━━━ Data provided

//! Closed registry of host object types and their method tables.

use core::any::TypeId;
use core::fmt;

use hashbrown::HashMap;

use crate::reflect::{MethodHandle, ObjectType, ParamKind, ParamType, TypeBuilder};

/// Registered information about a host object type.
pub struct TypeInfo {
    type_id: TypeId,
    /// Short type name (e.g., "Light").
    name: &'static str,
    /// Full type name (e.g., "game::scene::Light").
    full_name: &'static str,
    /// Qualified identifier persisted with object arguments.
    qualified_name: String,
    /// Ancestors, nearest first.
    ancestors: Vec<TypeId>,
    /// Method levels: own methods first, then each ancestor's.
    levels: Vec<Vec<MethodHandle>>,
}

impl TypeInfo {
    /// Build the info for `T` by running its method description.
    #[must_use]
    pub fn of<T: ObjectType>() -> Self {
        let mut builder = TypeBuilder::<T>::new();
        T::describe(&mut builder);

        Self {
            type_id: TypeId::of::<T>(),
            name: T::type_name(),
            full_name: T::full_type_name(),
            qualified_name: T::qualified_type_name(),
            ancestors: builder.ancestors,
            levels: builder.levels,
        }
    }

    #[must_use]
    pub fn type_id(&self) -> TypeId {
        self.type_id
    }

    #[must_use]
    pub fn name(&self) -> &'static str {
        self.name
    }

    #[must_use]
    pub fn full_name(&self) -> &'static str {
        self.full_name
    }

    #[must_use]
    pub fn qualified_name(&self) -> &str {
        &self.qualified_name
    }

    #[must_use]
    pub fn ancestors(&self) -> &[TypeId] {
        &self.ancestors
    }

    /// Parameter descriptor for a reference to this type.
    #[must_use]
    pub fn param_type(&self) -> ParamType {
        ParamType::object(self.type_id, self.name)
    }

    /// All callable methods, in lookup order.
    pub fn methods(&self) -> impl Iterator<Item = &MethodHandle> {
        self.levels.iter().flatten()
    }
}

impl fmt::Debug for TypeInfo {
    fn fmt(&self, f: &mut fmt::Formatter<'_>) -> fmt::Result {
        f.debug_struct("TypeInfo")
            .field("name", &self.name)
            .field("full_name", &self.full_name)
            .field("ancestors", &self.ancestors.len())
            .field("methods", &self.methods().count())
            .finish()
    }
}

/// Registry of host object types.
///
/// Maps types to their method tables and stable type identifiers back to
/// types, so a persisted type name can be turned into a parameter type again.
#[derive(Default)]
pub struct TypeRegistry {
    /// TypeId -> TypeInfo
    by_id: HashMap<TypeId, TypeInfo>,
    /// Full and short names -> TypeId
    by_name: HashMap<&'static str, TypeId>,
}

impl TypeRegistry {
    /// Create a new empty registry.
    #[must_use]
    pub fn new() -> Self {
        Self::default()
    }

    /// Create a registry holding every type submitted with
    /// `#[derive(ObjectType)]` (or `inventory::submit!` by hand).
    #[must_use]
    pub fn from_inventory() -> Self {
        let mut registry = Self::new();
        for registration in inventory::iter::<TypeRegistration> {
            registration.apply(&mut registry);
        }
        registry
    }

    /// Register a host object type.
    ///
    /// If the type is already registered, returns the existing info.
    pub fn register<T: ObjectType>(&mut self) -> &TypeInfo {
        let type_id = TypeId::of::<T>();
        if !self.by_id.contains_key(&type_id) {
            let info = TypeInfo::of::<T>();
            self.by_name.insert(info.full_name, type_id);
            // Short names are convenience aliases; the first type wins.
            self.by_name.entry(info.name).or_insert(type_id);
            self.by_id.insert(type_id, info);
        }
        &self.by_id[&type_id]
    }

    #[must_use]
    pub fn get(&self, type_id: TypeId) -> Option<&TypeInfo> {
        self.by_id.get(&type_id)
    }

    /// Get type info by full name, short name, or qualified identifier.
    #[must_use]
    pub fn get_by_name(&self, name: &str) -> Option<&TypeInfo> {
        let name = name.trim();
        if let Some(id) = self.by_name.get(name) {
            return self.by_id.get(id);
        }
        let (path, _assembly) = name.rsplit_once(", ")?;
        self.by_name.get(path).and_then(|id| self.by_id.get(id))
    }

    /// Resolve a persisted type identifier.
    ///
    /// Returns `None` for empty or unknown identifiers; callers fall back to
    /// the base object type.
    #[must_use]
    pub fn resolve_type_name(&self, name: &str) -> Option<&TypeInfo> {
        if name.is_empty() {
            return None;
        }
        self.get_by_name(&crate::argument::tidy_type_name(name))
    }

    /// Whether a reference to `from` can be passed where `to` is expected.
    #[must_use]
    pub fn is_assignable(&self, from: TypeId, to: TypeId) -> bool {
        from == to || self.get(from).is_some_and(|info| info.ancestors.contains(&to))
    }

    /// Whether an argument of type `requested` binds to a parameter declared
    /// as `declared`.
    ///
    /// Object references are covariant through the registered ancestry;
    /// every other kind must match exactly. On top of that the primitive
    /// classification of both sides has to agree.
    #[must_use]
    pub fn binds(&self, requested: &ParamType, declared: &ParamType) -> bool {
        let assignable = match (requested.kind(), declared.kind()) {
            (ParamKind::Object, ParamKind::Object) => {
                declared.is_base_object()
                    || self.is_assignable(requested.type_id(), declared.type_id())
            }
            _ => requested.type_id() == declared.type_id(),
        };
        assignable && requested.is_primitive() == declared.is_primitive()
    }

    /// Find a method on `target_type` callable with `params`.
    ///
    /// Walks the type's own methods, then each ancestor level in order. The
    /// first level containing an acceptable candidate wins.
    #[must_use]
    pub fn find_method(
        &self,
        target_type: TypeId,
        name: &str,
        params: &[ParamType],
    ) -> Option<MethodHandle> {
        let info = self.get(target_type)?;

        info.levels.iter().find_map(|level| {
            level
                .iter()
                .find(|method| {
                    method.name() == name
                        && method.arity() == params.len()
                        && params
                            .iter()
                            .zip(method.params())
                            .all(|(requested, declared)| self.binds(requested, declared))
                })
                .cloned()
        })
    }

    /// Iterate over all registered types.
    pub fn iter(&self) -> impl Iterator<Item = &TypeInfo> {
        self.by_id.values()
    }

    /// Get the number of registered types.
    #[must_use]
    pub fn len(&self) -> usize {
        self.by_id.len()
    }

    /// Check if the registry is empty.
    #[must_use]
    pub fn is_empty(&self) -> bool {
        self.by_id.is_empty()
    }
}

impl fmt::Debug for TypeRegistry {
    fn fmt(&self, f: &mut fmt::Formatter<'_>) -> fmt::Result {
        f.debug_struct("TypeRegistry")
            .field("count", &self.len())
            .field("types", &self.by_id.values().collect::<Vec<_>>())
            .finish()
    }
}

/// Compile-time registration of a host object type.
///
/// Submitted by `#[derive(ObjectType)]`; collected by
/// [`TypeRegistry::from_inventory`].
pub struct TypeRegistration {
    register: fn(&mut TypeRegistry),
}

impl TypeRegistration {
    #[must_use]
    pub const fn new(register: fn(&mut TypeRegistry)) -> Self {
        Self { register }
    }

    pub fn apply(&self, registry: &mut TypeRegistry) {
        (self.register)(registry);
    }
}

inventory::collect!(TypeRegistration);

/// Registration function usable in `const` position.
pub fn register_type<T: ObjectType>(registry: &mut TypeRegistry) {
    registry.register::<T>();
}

━━━━━━

### Problem description
The records above need to be duplicated. Keep every word unchanged.

### Exercise response
//! Closed registry of host object types and their method tables.

use core::any::TypeId;
use core::fmt;

use hashbrown::HashMap;

use crate::reflect::{MethodHandle, ObjectType, ParamKind, ParamType, TypeBuilder};

/// Registered information about a host object type.
pub struct TypeInfo {
    type_id: TypeId,
    /// Short type name (e.g., "Light").
    name: &'static str,
    /// Full type name (e.g., "game::scene::Light").
    full_name: &'static str,
    /// Qualified identifier persisted with object arguments.
    qualified_name: String,
    /// Ancestors, nearest first.
    ancestors: Vec<TypeId>,
    /// Method levels: own methods first, then each ancestor's.
    levels: Vec<Vec<MethodHandle>>,
}

impl TypeInfo {
    /// Build the info for `T` by running its method description.
    #[must_use]
    pub fn of<T: ObjectType>() -> Self {
        let mut builder = TypeBuilder::<T>::new();
        T::describe(&mut builder);

        Self {
            type_id: TypeId::of::<T>(),
            name: T::type_name(),
            full_name: T::full_type_name(),
            qualified_name: T::qualified_type_name(),
            ancestors: builder.ancestors,
            levels: builder.levels,
        }
    }

    #[must_use]
    pub fn type_id(&self) -> TypeId {
        self.type_id
    }

    #[must_use]
    pub fn name(&self) -> &'static str {
        self.name
    }

    #[must_use]
    pub fn full_name(&self) -> &'static str {
        self.full_name
    }

    #[must_use]
    pub fn qualified_name(&self) -> &str {
        &self.qualified_name
    }

    #[must_use]
    pub fn ancestors(&self) -> &[TypeId] {
        &self.ancestors
    }

    /// Parameter descriptor for a reference to this type.
    #[must_use]
    pub fn param_type(&self) -> ParamType {
        ParamType::object(self.type_id, self.name)
    }

    /// All callable methods, in lookup order.
    pub fn methods(&self) -> impl Iterator<Item = &MethodHandle> {
        self.levels.iter().flatten()
    }
}

impl fmt::Debug for TypeInfo {
    fn fmt(&self, f: &mut fmt::Formatter<'_>) -> fmt::Result {
        f.debug_struct("TypeInfo")
            .field("name", &self.name)
            .field("full_name", &self.full_name)
            .field("ancestors", &self.ancestors.len())
            .field("methods", &self.methods().count())
            .finish()
    }
}

/// Registry of host object types.
///
/// Maps types to their method tables and stable type identifiers back to
/// types, so a persisted type name can be turned into a parameter type again.
#[derive(Default)]
pub struct TypeRegistry {
    /// TypeId -> TypeInfo
    by_id: HashMap<TypeId, TypeInfo>,
    /// Full and short names -> TypeId
    by_name: HashMap<&'static str, TypeId>,
}

impl TypeRegistry {
    /// Create a new empty registry.
    #[must_use]
    pub fn new() -> Self {
        Self::default()
    }

    /// Create a registry holding every type submitted with
    /// `#[derive(ObjectType)]` (or `inventory::submit!` by hand).
    #[must_use]
    pub fn from_inventory() -> Self {
        let mut registry = Self::new();
        for registration in inventory::iter::<TypeRegistration> {
            registration.apply(&mut registry);
        }
        registry
    }

    /// Register a host object type.
    ///
    /// If the type is already registered, returns the existing info.
    pub fn register<T: ObjectType>(&mut self) -> &TypeInfo {
        let type_id = TypeId::of::<T>();
        if !self.by_id.contains_key(&type_id) {
            let info = TypeInfo::of::<T>();
            self.by_name.insert(info.full_name, type_id);
            // Short names are convenience aliases; the first type wins.
            self.by_name.entry(info.name).or_insert(type_id);
            self.by_id.insert(type_id, info);
        }
        &self.by_id[&type_id]
    }

    #[must_use]
    pub fn get(&self, type_id: TypeId) -> Option<&TypeInfo> {
        self.by_id.get(&type_id)
    }

    /// Get type info by full name, short name, or qualified identifier.
    #[must_use]
    pub fn get_by_name(&self, name: &str) -> Option<&TypeInfo> {
        let name = name.trim();
        if let Some(id) = self.by_name.get(name) {
            return self.by_id.get(id);
        }
        let (path, _assembly) = name.rsplit_once(", ")?;
        self.by_name.get(path).and_then(|id| self.by_id.get(id))
    }

    /// Resolve a persisted type identifier.
    ///
    /// Returns `None` for empty or unknown identifiers; callers fall back to
    /// the base object type.
    #[must_use]
    pub fn resolve_type_name(&self, name: &str) -> Option<&TypeInfo> {
        if name.is_empty() {
            return None;
        }
        self.get_by_name(&crate::argument::tidy_type_name(name))
    }

    /// Whether a reference to `from` can be passed where `to` is expected.
    #[must_use]
    pub fn is_assignable(&self, from: TypeId, to: TypeId) -> bool {
        from == to || self.get(from).is_some_and(|info| info.ancestors.contains(&to))
    }

    /// Whether an argument of type `requested` binds to a parameter declared
    /// as `declared`.
    ///
    /// Object references are covariant through the registered ancestry;
    /// every other kind must match exactly. On top of that the primitive
    /// classification of both sides has to agree.
    #[must_use]
    pub fn binds(&self, requested: &ParamType, declared: &ParamType) -> bool {
        let assignable = match (requested.kind(), declared.kind()) {
            (ParamKind::Object, ParamKind::Object) => {
                declared.is_base_object()
                    || self.is_assignable(requested.type_id(), declared.type_id())
            }
            _ => requested.type_id() == declared.type_id(),
        };
        assignable && requested.is_primitive() == declared.is_primitive()
    }

    /// Find a method on `target_type` callable with `params`.
    ///
    /// Walks the type's own methods, then each ancestor level in order. The
    /// first level containing an acceptable candidate wins.
    #[must_use]
    pub fn find_method(
        &self,
        target_type: TypeId,
        name: &str,
        params: &[ParamType],
    ) -> Option<MethodHandle> {
        let info = self.get(target_type)?;

        info.levels.iter().find_map(|level| {
            level
                .iter()
                .find(|method| {
                    method.name() == name
                        && method.arity() == params.len()
                        && params
                            .iter()
                            .zip(method.params())
                            .all(|(requested, declared)| self.binds(requested, declared))
                })
                .cloned()
        })
    }

    /// Iterate over all registered types.
    pub fn iter(&self) -> impl Iterator<Item = &TypeInfo> {
        self.by_id.values()
    }

    /// Get the number of registered types.
    #[must_use]
    pub fn len(&self) -> usize {
        self.by_id.len()
    }

    /// Check if the registry is empty.
    #[must_use]
    pub fn is_empty(&self) -> bool {
        self.by_id.is_empty()
    }
}

impl fmt::Debug for TypeRegistry {
    fn fmt(&self, f: &mut fmt::Formatter<'_>) -> fmt::Result {
        f.debug_struct("TypeRegistry")
            .field("count", &self.len())
            .field("types", &self.by_id.values().collect::<Vec<_>>())
            .finish()
    }
}

/// Compile-time registration of a host object type.
///
/// Submitted by `#[derive(ObjectType)]`; collected by
/// [`TypeRegistry::from_inventory`].
pub struct TypeRegistration {
    register: fn(&mut TypeRegistry),
}

impl TypeRegistration {
    #[must_use]
    pub const fn new(register: fn(&mut TypeRegistry)) -> Self {
        Self { register }
    }

    pub fn apply(&self, registry: &mut TypeRegistry) {
        (self.register)(registry);
    }
}

inventory::collect!(TypeRegistration);

/// Registration function usable in `const` position.
pub fn register_type<T: ObjectType>(registry: &mut TypeRegistry) {
    registry.register::<T>();
}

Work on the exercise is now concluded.